A equipe econômica do governo explicou que o ajuste corrige a defasagem de salários e preços que se acumulou até agosto de 2023, garantindo que o benefício continue cumprindo seu papel de garantir alimentação e dignidade. O presidente ainda destacou que o Bolsa Família não é instrumento de campanha, mas sim um programa constitucional de combate à pobreza.
Acusações de uso eleitoreiro
Os principais candidatos à presidência reagiram de forma veemente ao anúncio. Flávio Bolsonaro, do PL, classificou a medida como “ato de desespero” e a considerou ilegal durante o período eleitoral, acusando Lula de tentar comprar votos. Em discurso, ele afirmou que o presidente “fez uma coisa que não fez em quatro anos de governo” porque já teria percebido a derrota.
Renan Santos, do Partido Missão, também denunciou o reajuste, chamando‑o de “criminoso” e “compra de voto”. O candidato chegou a dizer que ingressaria com ação no Tribunal Superior Eleitoral (TSE) para impedir o aumento, alegando violação da Lei Eleitoral.
Ronaldo Caiado, ex‑governador de Goiás, e seu vice Gilberto Kassab alertaram que o ajuste ocorre a apenas 17 dias da eleição, caracterizando “uso eleitoreiro” do programa. Caiado descreveu a situação como um “desgoverno” que “rifa o futuro do país sem o menor pudor”.
Movimentação judicial
Logo após o anúncio, o deputado federal Zé Tovão (PL‑SC), aliado de Flávio Bolsonaro, protocolou um pedido no TSE solicitando a suspensão do reajuste. O ministro André Mendonça foi designado como relator do caso, iniciando uma análise que pode culminar em decisão antes do segundo turno.
O pedido argumenta que a alteração do benefício social durante o período eleitoral viola o princípio da igualdade de condições entre os candidatos, previsto na Constituição. Caso o TSE acate a solicitação, o pagamento de R$ 691 poderia ser revertido para o valor anterior até que a disputa eleitoral se encerre.
Contexto político e econômico
O reajuste do Bolsa Família ocorre em meio a uma disputa acirrada entre candidatos de diferentes espectros ideológicos. Enquanto o governo busca manter a coesão social, a oposição tenta transformar a medida em ponto de ataque nas campanhas.
Especialistas apontam que o aumento pode influenciar a percepção dos eleitores de baixa renda, que tradicionalmente constituem um dos principais blocos de apoio ao PT. Por outro lado, a polêmica pode gerar desgaste ao presidente, que já enfrenta críticas sobre a condução da economia e a gestão de recursos públicos.
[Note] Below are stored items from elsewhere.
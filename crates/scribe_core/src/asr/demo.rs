//! Canned client used when no API key is configured.

use std::time::Duration;

use async_trait::async_trait;

use super::{AsrClient, AsrError};

pub const DEMO_TRANSCRIPT: &str = "This is a demo transcription. Set the API key environment variable to get real transcriptions.";

/// Returns [`DEMO_TRANSCRIPT`] for every file after a short delay.
pub struct DemoAsrClient {
    delay: Duration,
}

impl DemoAsrClient {
    pub fn new() -> Self {
        Self {
            delay: Duration::from_millis(1500),
        }
    }

    pub fn with_delay(delay: Duration) -> Self {
        Self { delay }
    }
}

impl Default for DemoAsrClient {
    fn default() -> Self {
        Self::new()
    }
}

#[async_trait]
impl AsrClient for DemoAsrClient {
    async fn transcribe(
        &self,
        audio: &[u8],
        file_name: &str,
        _language: Option<&str>,
    ) -> Result<String, AsrError> {
        tracing::debug!("Demo transcription of {} ({} bytes)", file_name, audio.len());
        tokio::time::sleep(self.delay).await;
        Ok(DEMO_TRANSCRIPT.to_string())
    }

    fn name(&self) -> &'static str {
        "demo"
    }
}

#[cfg(test)]
mod tests {
    use super::*;

    #[tokio::test(start_paused = true)]
    async fn returns_canned_text() {
        let client = DemoAsrClient::new();
        let text = client.transcribe(b"abc", "a.mp3", None).await.unwrap();
        assert_eq!(text, DEMO_TRANSCRIPT);
    }

    #[tokio::test(start_paused = true)]
    async fn waits_for_configured_delay() {
        let client = DemoAsrClient::with_delay(Duration::from_secs(3));
        let start = tokio::time::Instant::now();
        client.transcribe(b"", "b.wav", Some("en")).await.unwrap();
        assert!(start.elapsed() >= Duration::from_secs(3));
    }
}
//! OpenAI Whisper client (`/v1/audio/transcriptions`).

use std::time::Duration;

use async_trait::async_trait;
use reqwest::multipart;

use super::{AsrClient, AsrError};
use crate::config::AsrSettings;

/// Multipart client for OpenAI-compatible transcription endpoints.
pub struct OpenAiWhisperClient {
    client: reqwest::Client,
    api_key: String,
    model: String,
    endpoint: String,
}

impl OpenAiWhisperClient {
    /// Create a client with its own HTTP connection pool.
    pub fn new(
        api_key: impl Into<String>,
        model: impl Into<String>,
        endpoint: impl Into<String>,
        timeout: Duration,
    ) -> Result<Self, AsrError> {
        let client = reqwest::Client::builder()
            .timeout(timeout)
            .build()
            .map_err(|e| AsrError::Config(format!("Failed to create HTTP client: {}", e)))?;
        Ok(Self::with_client(client, api_key, model, endpoint))
    }

    /// Create a client around an existing `reqwest::Client`.
    pub fn with_client(
        client: reqwest::Client,
        api_key: impl Into<String>,
        model: impl Into<String>,
        endpoint: impl Into<String>,
    ) -> Self {
        Self {
            client,
            api_key: api_key.into(),
            model: model.into(),
            endpoint: endpoint.into(),
        }
    }

    pub fn from_settings(api_key: String, settings: &AsrSettings) -> Result<Self, AsrError> {
        Self::new(
            api_key,
            &settings.model,
            &settings.endpoint,
            Duration::from_secs(settings.request_timeout_secs.max(1)),
        )
    }

    pub fn model(&self) -> &str {
        &self.model
    }
}

fn mime_for(file_name: &str) -> &'static str {
    let ext = file_name
        .rsplit_once('.')
        .map(|(_, ext)| ext.to_ascii_lowercase())
        .unwrap_or_default();
    match ext.as_str() {
        "wav" => "audio/wav",
        "mp3" => "audio/mpeg",
        "m4a" => "audio/mp4",
        "ogg" | "oga" => "audio/ogg",
        "flac" => "audio/flac",
        "webm" => "audio/webm",
        _ => "application/octet-stream",
    }
}

fn map_send_error(e: reqwest::Error) -> AsrError {
    if e.is_timeout() {
        AsrError::Timeout
    } else if e.is_builder() {
        AsrError::Config(e.to_string())
    } else {
        AsrError::Transient(format!("Network error: {}", e))
    }
}

#[async_trait]
impl AsrClient for OpenAiWhisperClient {
    async fn transcribe(
        &self,
        audio: &[u8],
        file_name: &str,
        language: Option<&str>,
    ) -> Result<String, AsrError> {
        let part = multipart::Part::bytes(audio.to_vec())
            .file_name(file_name.to_string())
            .mime_str(mime_for(file_name))
            .map_err(|e| AsrError::Config(format!("Failed to create multipart: {}", e)))?;

        let mut form = multipart::Form::new()
            .part("file", part)
            .text("model", self.model.clone());
        if let Some(language) = language.map(str::trim).filter(|l| !l.is_empty()) {
            form = form.text("language", language.to_string());
        }

        let response = self
            .client
            .post(&self.endpoint)
            .bearer_auth(&self.api_key)
            .multipart(form)
            .send()
            .await
            .map_err(map_send_error)?;

        let status = response.status();
        if !status.is_success() {
            let error_text = response
                .text()
                .await
                .unwrap_or_else(|_| "Unknown error".to_string());
            return Err(AsrError::from_response(status.as_u16(), &error_text));
        }

        let result: serde_json::Value = response.json().await.map_err(map_send_error)?;
        Ok(result["text"].as_str().unwrap_or("").trim().to_string())
    }

    fn name(&self) -> &'static str {
        "openai"
    }
}

#[cfg(test)]
mod tests {
    use super::*;

    #[test]
    fn client_from_settings() {
        let client = OpenAiWhisperClient::from_settings("test-key".into(), &AsrSettings::default()).unwrap();
        assert_eq!(client.name(), "openai");
        assert_eq!(client.model(), "whisper-1");
    }

    #[test]
    fn mime_by_extension() {
        assert_eq!(mime_for("chunk_000_24k.mp3"), "audio/mpeg");
        assert_eq!(mime_for("normalized.WAV"), "audio/wav");
        assert_eq!(mime_for("noext"), "application/octet-stream");
    }

    #[tokio::test]
    async fn unreachable_endpoint_is_transient() {
        let client = OpenAiWhisperClient::new(
            "k",
            "whisper-1",
            "http://127.0.0.1:9/v1/audio/transcriptions",
            Duration::from_secs(5),
        )
        .unwrap();
        let err = client.transcribe(b"abc", "a.mp3", None).await.unwrap_err();
        assert!(err.is_retryable());
    }
}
Além das reações políticas, o ajuste tem implicações para a arrecadação e para a política fiscal. O aumento de gastos pode pressionar o teto de gastos, exigindo ajustes em outras áreas ou a busca por receitas adicionais. O Ministério da Fazenda ainda não divulgou um plano detalhado para absorver o impacto financeiro a longo prazo.
O que dizem os analistas
- Economistas: A maioria concorda que o reajuste é tecnicamente justificado pela inflação acumulada, mas alertam para o risco de politicização de programas sociais.
- Especialistas em direito eleitoral: Enfatizam que a Lei Eleitoral proíbe a distribuição de benefícios com finalidade eleitoral, o que pode tornar a ação judicial decisiva.
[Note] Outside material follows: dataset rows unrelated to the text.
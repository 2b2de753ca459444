//! Transcript persistence.
//!
//! The pipeline only needs `store(text, duration, language) -> id`;
//! [`TranscriptionService`] glues that to the orchestrator.

mod service;
mod store;

pub use service::{ServiceError, StoredTranscription, TranscriptionService, AUTO_LANGUAGE};
pub use store::{JsonFileStore, MemoryStore};

use std::io;

use chrono::{DateTime, Utc};
use serde::{Deserialize, Serialize};
use thiserror::Error;

/// A stored transcript.
#[derive(Debug, Clone, PartialEq, Serialize, Deserialize)]
pub struct TranscriptRecord {
    pub id: String,
    pub transcript: String,
    pub duration_seconds: u64,
    pub language: String,
    pub created_at: DateTime<Utc>,
}

/// Errors from transcript stores.
#[derive(Error, Debug)]
pub enum StoreError {
    #[error("I/O error in {operation}: {source}")]
    Io {
        operation: String,
        #[source]
        source: io::Error,
    },

    #[error("Serialization error: {0}")]
    Serialize(String),

    #[error("Transcript not found: {0}")]
    NotFound(String),

    #[error("Invalid transcript id: {0:?}")]
    InvalidId(String),
}

impl StoreError {
    /// Create an I/O error with context.
    pub fn io(operation: impl Into<String>, source: io::Error) -> Self {
        Self::Io {
            operation: operation.into(),
            source,
        }
    }
}

/// Result type for store operations.
pub type StoreResult<T> = Result<T, StoreError>;

/// Durable transcript storage.
pub trait TranscriptStore: Send + Sync {
    /// Store a transcript and return its id.
    fn store(&self, text: &str, duration_secs: u64, language: &str) -> StoreResult<String>;

    fn get(&self, id: &str) -> StoreResult<TranscriptRecord>;

    /// All transcripts, newest first.
    fn list(&self) -> StoreResult<Vec<TranscriptRecord>>;
}
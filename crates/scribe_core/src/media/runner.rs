//! External tool execution.
//!
//! Every ffmpeg / ffprobe call goes through a [`ToolRunner`] so that the
//! pipeline can be driven by a fake in tests. The real runner spawns the
//! process with `kill_on_drop`, bounds it with a timeout and races it
//! against the request's cancellation token.

use std::path::{Path, PathBuf};
use std::process::Stdio;
use std::time::Duration;

use async_trait::async_trait;
use thiserror::Error;
use tokio::process::Command;
use tokio_util::sync::CancellationToken;

use crate::config::ToolSettings;
use crate::logging::RequestLogger;

/// Which external program an invocation targets.
#[derive(Debug, Clone, Copy, PartialEq, Eq)]
pub enum Tool {
    Ffmpeg,
    Ffprobe,
}

impl Tool {
    pub fn name(&self) -> &'static str {
        match self {
            Tool::Ffmpeg => "ffmpeg",
            Tool::Ffprobe => "ffprobe",
        }
    }
}

/// A fully built command line.
#[derive(Debug, Clone, PartialEq)]
pub struct Invocation {
    pub tool: Tool,
    pub args: Vec<String>,
    /// File the command is expected to write, if any.
    ///
    /// `None` for measure-only runs whose result is in the output streams.
    pub output: Option<PathBuf>,
}

impl Invocation {
    pub fn new(tool: Tool, args: Vec<String>, output: Option<PathBuf>) -> Self {
        Self { tool, args, output }
    }

    /// Shell-like rendering for logs.
    pub fn command_line(&self) -> String {
        let mut line = self.tool.name().to_string();
        for arg in &self.args {
            line.push(' ');
            if arg.contains(' ') {
                line.push('"');
                line.push_str(arg);
                line.push('"');
            } else {
                line.push_str(arg);
            }
        }
        line
    }
}

/// Captured result of a process that ran to completion.
#[derive(Debug, Clone, Default)]
pub struct ToolOutput {
    /// Exit code (`None` when killed by a signal).
    pub exit_code: Option<i32>,
    pub stdout: String,
    pub stderr: String,
}

impl ToolOutput {
    pub fn success(&self) -> bool {
        self.exit_code == Some(0)
    }
}

/// Errors from running an external tool.
#[derive(Error, Debug)]
pub enum ToolError {
    #[error("Failed to start {tool}: {message}")]
    Spawn { tool: String, message: String },

    #[error("{tool} failed with exit code {exit_code}: {message}")]
    CommandFailed {
        tool: String,
        exit_code: i32,
        message: String,
    },

    #[error("{tool} timed out after {secs}s")]
    TimedOut { tool: String, secs: u64 },

    #[error("{tool} produced no output at {}", path.display())]
    OutputMissing { tool: String, path: PathBuf },

    #[error("Cancelled")]
    Cancelled,
}

impl ToolError {
    pub fn spawn(tool: Tool, message: impl Into<String>) -> Self {
        Self::Spawn {
            tool: tool.name().to_string(),
            message: message.into(),
        }
    }

    pub fn command_failed(tool: Tool, exit_code: i32, message: impl Into<String>) -> Self {
        Self::CommandFailed {
            tool: tool.name().to_string(),
            exit_code,
            message: message.into(),
        }
    }

    pub fn is_cancelled(&self) -> bool {
        matches!(self, ToolError::Cancelled)
    }
}

/// Runs external tools.
#[async_trait]
pub trait ToolRunner: Send + Sync {
    /// Run the invocation to completion.
    ///
    /// A non-zero exit is not an error here; callers decide how to treat
    /// it. Errors are reserved for spawn failures, timeouts and
    /// cancellation.
    async fn run(
        &self,
        invocation: &Invocation,
        cancel: &CancellationToken,
    ) -> Result<ToolOutput, ToolError>;
}

/// Cancellation token and request logger shared by every stage of one
/// request.
#[derive(Clone, Copy)]
pub struct StageContext<'a> {
    pub cancel: &'a CancellationToken,
    pub logger: &'a RequestLogger,
}

impl<'a> StageContext<'a> {
    pub fn new(cancel: &'a CancellationToken, logger: &'a RequestLogger) -> Self {
        Self { cancel, logger }
    }
}

/// Real runner backed by `tokio::process`.
pub struct FfmpegRunner {
    ffmpeg: String,
    ffprobe: String,
    timeout: Duration,
}

impl FfmpegRunner {
    pub fn new(ffmpeg: impl Into<String>, ffprobe: impl Into<String>, timeout: Duration) -> Self {
        Self {
            ffmpeg: ffmpeg.into(),
            ffprobe: ffprobe.into(),
            timeout,
        }
    }

    pub fn from_settings(settings: &ToolSettings) -> Self {
        Self::new(&settings.ffmpeg_path, &settings.ffprobe_path, settings.timeout())
    }

    fn program(&self, tool: Tool) -> &str {
        match tool {
            Tool::Ffmpeg => &self.ffmpeg,
            Tool::Ffprobe => &self.ffprobe,
        }
    }
}

#[async_trait]
impl ToolRunner for FfmpegRunner {
    async fn run(
        &self,
        invocation: &Invocation,
        cancel: &CancellationToken,
    ) -> Result<ToolOutput, ToolError> {
        let tool = invocation.tool;
        let mut cmd = Command::new(self.program(tool));
        cmd.args(&invocation.args)
            .stdin(Stdio::null())
            .stdout(Stdio::piped())
            .stderr(Stdio::piped())
            .kill_on_drop(true);

        tracing::debug!("Running {}", invocation.command_line());

        let child = cmd.spawn().map_err(|e| ToolError::spawn(tool, e.to_string()))?;

        // Dropping the wait future drops the child, which kills it.
        let output = tokio::select! {
            _ = cancel.cancelled() => return Err(ToolError::Cancelled),
            result = tokio::time::timeout(self.timeout, child.wait_with_output()) => match result {
                Err(_) => {
                    return Err(ToolError::TimedOut {
                        tool: tool.name().to_string(),
                        secs: self.timeout.as_secs(),
                    })
                }
                Ok(Err(e)) => return Err(ToolError::spawn(tool, e.to_string())),
                Ok(Ok(output)) => output,
            },
        };

        Ok(ToolOutput {
            exit_code: output.status.code(),
            stdout: String::from_utf8_lossy(&output.stdout).into_owned(),
            stderr: String::from_utf8_lossy(&output.stderr).into_owned(),
        })
    }
}

/// Run an invocation and require a zero exit status.
///
/// The command line goes to the request log; on failure the tail of the
/// tool's stderr is kept for diagnosis.
pub async fn run_checked(
    runner: &dyn ToolRunner,
    invocation: &Invocation,
    ctx: StageContext<'_>,
) -> Result<ToolOutput, ToolError> {
    ctx.logger.command(&invocation.command_line());
    let output = runner.run(invocation, ctx.cancel).await?;
    if output.success() {
        return Ok(output);
    }

    ctx.logger.output_tail(&output.stderr);
    Err(ToolError::command_failed(
        invocation.tool,
        output.exit_code.unwrap_or(-1),
        last_line(&output.stderr),
    ))
}

/// Run an invocation that writes a file and return the file's size.
///
/// A missing or empty output counts as failure.
pub async fn run_to_file(
    runner: &dyn ToolRunner,
    invocation: &Invocation,
    ctx: StageContext<'_>,
) -> Result<u64, ToolError> {
    run_checked(runner, invocation, ctx).await?;

    let Some(path) = invocation.output.as_deref() else {
        return Ok(0);
    };
    match file_size(path).await {
        Some(size) if size > 0 => Ok(size),
        _ => Err(ToolError::OutputMissing {
            tool: invocation.tool.name().to_string(),
            path: path.to_path_buf(),
        }),
    }
}

/// Size of a file, or `None` if it cannot be read.
pub async fn file_size(path: &Path) -> Option<u64> {
    tokio::fs::metadata(path).await.ok().map(|m| m.len())
}

fn last_line(text: &str) -> String {
    text.lines()
        .rev()
        .find(|l| !l.trim().is_empty())
        .unwrap_or("no diagnostic output")
        .trim()
        .to_string()
}

#[cfg(test)]
mod tests {
    use super::*;

    #[test]
    fn command_line_quotes_spaced_args() {
        let inv = Invocation::new(
            Tool::Ffmpeg,
            vec!["-i".into(), "my file.mp4".into(), "out.wav".into()],
            Some(PathBuf::from("out.wav")),
        );
        assert_eq!(inv.command_line(), "ffmpeg -i \"my file.mp4\" out.wav");
    }

    #[test]
    fn last_line_skips_blank_lines() {
        assert_eq!(last_line("a\nInvalid data found\n\n"), "Invalid data found");
        assert_eq!(last_line(""), "no diagnostic output");
    }

    #[tokio::test]
    async fn missing_binary_is_spawn_error() {
        let runner = FfmpegRunner::new(
            "/nonexistent/ffmpeg-binary",
            "/nonexistent/ffprobe-binary",
            Duration::from_secs(5),
        );
        let inv = Invocation::new(Tool::Ffmpeg, vec!["-version".into()], None);
        let err = runner.run(&inv, &CancellationToken::new()).await.unwrap_err();
        assert!(matches!(err, ToolError::Spawn { .. }));
    }
}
- Consultores de campanha: Observam que a medida pode ser usada como ferramenta de mobilização nas redes sociais, tanto pelo governo quanto pela oposição.
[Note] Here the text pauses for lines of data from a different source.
//! Chunk plan calculation.
//!
//! Pure functions - no I/O, deterministic output.

use crate::models::{ChunkPlan, ChunkSpec, ConstraintProfile, MediaHandle, MIB};

/// Fraction of the byte ceiling a chunk is planned to use.
pub const SIZE_SAFETY_MARGIN: f64 = 0.9;

/// Below this target span a long input is re-encoded before planning.
pub const MIN_USEFUL_CHUNK_SECS: f64 = 60.0;

/// Inputs shorter than this are never re-encoded before planning.
pub const PREEMPTIVE_MIN_DURATION_SECS: f64 = 180.0;

/// Fraction of the computed bitrate used for the pre-emptive re-encode.
const PREEMPTIVE_BITRATE_FACTOR: f64 = 0.8;
const PREEMPTIVE_MIN_KBPS: u32 = 8;
const PREEMPTIVE_MAX_KBPS: u32 = 128;

/// Chunks longer than this get a reduced bitrate.
const LONG_SPAN_SECS: f64 = 300.0;
/// Chunks longer than this get the lowest span bitrate.
const VERY_LONG_SPAN_SECS: f64 = 450.0;

/// Whether `handle` violates either ceiling of `profile`.
pub fn needs_chunking(handle: &MediaHandle, profile: &ConstraintProfile) -> bool {
    !handle.fits(profile.max_bytes, profile.max_duration_secs)
}

/// Longest span a chunk may cover before overlap is added.
///
/// Two overlaps are reserved so an internal chunk, expanded on both
/// sides, still respects the duration ceiling.
pub fn usable_duration_secs(profile: &ConstraintProfile) -> f64 {
    let max = profile.max_duration_secs as f64;
    (max - 2.0 * profile.overlap_secs).max(max / 2.0)
}

/// Target chunk span from the file's seconds-per-MB density.
///
/// `min(duration ceiling, max MB * seconds per MB * 0.9)`, never below one
/// second.
pub fn target_chunk_secs(duration_secs: f64, size_bytes: u64, profile: &ConstraintProfile) -> f64 {
    let size_mb = (size_bytes as f64 / MIB as f64).max(1.0);
    let secs_per_mb = duration_secs / size_mb;
    let by_size = profile.max_mb() * secs_per_mb * SIZE_SAFETY_MARGIN;
    by_size.min(usable_duration_secs(profile)).max(1.0)
}

/// Whether the naive plan would produce too many tiny chunks.
pub fn should_reencode_first(target_chunk_secs: f64, duration_secs: f64) -> bool {
    target_chunk_secs < MIN_USEFUL_CHUNK_SECS && duration_secs > PREEMPTIVE_MIN_DURATION_SECS
}

/// Bitrate for re-encoding the whole input before planning.
///
/// The bitrate at which a full-length chunk would just fill the byte
/// ceiling, scaled by 0.8 and clamped to 8..=128 kbps.
pub fn preemptive_bitrate_kbps(profile: &ConstraintProfile) -> u32 {
    let bits = profile.max_bytes as f64 * 8.0;
    let kbps = bits / (profile.max_duration_secs.max(1) as f64 * 1000.0) * PREEMPTIVE_BITRATE_FACTOR;
    (kbps as u32).clamp(PREEMPTIVE_MIN_KBPS, PREEMPTIVE_MAX_KBPS)
}

/// Bitrate for a chunk of `span_secs`, stepping down for long spans.
///
/// With the default 24 kbps base: 24 up to 5 minutes, 16 up to 7.5
/// minutes, 12 beyond.
pub fn bitrate_for_span(span_secs: f64, base_kbps: u32) -> u32 {
    if span_secs > VERY_LONG_SPAN_SECS {
        (base_kbps / 2).max(1)
    } else if span_secs > LONG_SPAN_SECS {
        (base_kbps * 2 / 3).max(1)
    } else {
        base_kbps
    }
}

/// Partition `[0, duration]` into chunks of `target_secs`.
///
/// Internal boundaries are widened by the profile's overlap on both
/// sides. The first start is exactly 0 and the last end exactly
/// `duration`.
pub fn build_plan(duration_secs: f64, target_secs: f64, profile: &ConstraintProfile) -> ChunkPlan {
    let duration = duration_secs.max(0.0);
    let target = target_secs.max(1.0);
    let overlap = profile.overlap_secs.max(0.0);

    let mut count = ((duration / target).ceil() as usize).max(1);
    // Guard against float rounding producing an empty trailing chunk.
    while count > 1 && (count - 1) as f64 * target >= duration {
        count -= 1;
    }

    let chunks = (0..count)
        .map(|i| {
            let last = i + 1 == count;
            let start_secs = if i == 0 {
                0.0
            } else {
                (i as f64 * target - overlap).max(0.0)
            };
            let end_secs = if last {
                duration
            } else {
                ((i + 1) as f64 * target + overlap).min(duration)
            };
            ChunkSpec {
                index: i,
                start_secs,
                end_secs,
                bitrate_kbps: bitrate_for_span(end_secs - start_secs, profile.base_bitrate_kbps),
            }
        })
        .collect();

    ChunkPlan {
        duration_secs: duration,
        target_chunk_secs: target,
        chunks,
    }
}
Em síntese, o aumento de 15% no Bolsa Família desencadeou uma série de reações que vão desde justificativas técnicas até acusações de manipulação eleitoral. O desfecho no TSE será observado atentamente, pois pode estabelecer precedentes para futuras intervenções em programas sociais durante períodos eleitorais.
Enquanto isso, a população beneficiária aguarda a efetivação do novo valor, que promete melhorar o poder de compra em um momento de alta nos preços de alimentos e combustíveis. O debate, entretanto, continuará a ecoar nos noticiários, nas redes sociais e nas urnas.